(Beginning of RECORDS FOR PROCESSING)
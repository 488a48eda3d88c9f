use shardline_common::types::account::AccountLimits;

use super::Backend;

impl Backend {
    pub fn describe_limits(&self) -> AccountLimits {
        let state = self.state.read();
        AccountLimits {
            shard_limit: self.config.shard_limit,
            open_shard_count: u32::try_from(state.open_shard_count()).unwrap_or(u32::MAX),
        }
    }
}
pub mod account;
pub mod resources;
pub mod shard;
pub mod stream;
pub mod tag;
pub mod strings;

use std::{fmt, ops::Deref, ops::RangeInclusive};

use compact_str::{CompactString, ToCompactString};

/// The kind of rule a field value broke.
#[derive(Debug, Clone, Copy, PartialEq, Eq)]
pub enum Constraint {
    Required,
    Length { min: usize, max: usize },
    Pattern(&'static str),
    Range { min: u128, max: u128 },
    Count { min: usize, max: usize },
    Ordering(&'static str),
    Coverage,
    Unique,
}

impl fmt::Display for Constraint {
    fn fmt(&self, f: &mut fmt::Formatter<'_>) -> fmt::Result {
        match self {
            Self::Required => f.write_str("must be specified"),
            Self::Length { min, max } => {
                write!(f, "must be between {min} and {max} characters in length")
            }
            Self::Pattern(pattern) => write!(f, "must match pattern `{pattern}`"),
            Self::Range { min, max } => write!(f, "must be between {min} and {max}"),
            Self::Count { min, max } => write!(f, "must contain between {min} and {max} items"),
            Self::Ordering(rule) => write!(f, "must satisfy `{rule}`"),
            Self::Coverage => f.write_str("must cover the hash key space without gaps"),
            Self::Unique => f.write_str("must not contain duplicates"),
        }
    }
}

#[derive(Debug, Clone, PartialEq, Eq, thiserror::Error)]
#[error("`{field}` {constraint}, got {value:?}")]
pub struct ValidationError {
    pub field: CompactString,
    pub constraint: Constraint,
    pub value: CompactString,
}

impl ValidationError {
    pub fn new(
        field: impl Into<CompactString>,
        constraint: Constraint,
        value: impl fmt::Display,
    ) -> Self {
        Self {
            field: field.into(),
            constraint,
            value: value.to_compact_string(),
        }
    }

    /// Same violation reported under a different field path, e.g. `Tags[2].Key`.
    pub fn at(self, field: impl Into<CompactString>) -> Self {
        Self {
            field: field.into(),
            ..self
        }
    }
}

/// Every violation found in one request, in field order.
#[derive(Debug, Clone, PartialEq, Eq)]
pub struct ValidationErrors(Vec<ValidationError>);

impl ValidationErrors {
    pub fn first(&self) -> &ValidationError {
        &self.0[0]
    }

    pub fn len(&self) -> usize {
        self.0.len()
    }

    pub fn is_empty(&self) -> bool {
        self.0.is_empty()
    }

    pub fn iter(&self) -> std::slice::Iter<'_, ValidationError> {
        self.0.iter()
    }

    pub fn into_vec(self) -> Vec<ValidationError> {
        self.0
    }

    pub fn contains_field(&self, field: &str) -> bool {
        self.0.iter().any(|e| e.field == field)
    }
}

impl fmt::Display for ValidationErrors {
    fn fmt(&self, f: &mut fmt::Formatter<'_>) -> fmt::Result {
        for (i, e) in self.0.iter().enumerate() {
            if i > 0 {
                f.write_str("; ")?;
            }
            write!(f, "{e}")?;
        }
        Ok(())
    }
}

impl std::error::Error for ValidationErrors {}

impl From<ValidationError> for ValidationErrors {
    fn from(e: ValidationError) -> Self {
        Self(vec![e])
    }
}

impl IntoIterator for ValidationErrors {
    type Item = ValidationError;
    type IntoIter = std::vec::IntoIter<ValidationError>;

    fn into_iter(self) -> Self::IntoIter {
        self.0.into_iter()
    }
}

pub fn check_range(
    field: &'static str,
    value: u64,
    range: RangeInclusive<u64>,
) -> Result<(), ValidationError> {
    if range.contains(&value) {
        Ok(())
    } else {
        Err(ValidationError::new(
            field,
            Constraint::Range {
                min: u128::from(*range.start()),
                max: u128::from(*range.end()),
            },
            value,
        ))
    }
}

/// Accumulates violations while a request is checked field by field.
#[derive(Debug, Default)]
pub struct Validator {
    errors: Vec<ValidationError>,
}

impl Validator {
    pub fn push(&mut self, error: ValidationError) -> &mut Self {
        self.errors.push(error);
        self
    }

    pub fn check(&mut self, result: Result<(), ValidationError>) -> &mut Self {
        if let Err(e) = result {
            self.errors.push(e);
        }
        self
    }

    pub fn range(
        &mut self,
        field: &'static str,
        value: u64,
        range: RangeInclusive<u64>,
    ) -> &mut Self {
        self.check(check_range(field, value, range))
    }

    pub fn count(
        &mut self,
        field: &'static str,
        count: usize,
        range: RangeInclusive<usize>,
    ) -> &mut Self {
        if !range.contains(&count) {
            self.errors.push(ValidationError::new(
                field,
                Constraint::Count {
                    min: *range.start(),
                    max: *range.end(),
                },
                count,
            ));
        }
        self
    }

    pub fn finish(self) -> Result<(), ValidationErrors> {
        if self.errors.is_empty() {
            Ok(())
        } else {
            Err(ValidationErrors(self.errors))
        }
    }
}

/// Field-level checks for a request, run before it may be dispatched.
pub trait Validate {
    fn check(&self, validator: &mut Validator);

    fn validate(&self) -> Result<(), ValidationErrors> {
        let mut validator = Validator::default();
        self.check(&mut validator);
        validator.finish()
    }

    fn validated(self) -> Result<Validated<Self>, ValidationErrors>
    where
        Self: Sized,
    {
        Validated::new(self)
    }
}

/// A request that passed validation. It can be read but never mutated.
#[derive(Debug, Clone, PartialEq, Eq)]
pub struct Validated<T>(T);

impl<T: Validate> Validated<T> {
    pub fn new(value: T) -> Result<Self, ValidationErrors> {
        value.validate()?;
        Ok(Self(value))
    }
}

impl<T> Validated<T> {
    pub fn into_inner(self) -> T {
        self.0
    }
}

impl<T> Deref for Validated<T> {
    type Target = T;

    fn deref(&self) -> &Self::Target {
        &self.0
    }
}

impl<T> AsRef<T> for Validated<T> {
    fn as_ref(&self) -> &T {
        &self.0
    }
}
(End of RECORDS FOR PROCESSING)
(Beginning of RECORDS FOR PROCESSING)
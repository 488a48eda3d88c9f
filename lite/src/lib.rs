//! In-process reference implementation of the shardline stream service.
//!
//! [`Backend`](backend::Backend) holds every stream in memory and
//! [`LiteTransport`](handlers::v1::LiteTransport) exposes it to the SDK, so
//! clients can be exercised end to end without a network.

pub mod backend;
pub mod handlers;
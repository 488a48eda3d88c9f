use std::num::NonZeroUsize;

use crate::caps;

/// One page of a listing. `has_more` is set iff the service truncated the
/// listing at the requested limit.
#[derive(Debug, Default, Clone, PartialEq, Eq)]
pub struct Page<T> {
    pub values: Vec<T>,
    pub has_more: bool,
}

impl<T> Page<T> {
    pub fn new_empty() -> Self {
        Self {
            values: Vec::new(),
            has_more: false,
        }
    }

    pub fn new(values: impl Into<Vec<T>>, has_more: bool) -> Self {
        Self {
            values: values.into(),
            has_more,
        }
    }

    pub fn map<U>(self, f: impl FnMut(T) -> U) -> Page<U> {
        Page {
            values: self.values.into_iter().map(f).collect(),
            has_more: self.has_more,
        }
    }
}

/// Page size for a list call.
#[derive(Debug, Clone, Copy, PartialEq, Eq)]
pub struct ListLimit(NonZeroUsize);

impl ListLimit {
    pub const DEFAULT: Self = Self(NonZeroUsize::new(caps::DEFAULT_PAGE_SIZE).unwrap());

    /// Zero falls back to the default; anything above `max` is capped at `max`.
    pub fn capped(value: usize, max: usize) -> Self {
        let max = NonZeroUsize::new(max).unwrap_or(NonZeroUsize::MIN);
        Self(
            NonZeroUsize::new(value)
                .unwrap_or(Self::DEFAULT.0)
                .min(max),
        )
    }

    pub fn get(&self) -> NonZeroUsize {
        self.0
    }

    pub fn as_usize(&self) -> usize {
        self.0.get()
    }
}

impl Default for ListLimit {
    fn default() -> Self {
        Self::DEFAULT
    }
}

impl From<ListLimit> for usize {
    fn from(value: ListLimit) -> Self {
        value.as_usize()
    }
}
(End of RECORDS FOR PROCESSING)
- _INSTRUCTIONS TO FOLLOW_
Every line above that includes the string "state" needs to be copied.

- _RESULT_
        let state = self.state.read();
            open_shard_count: u32::try_from(state.open_shard_count()).unwrap_or(u32::MAX),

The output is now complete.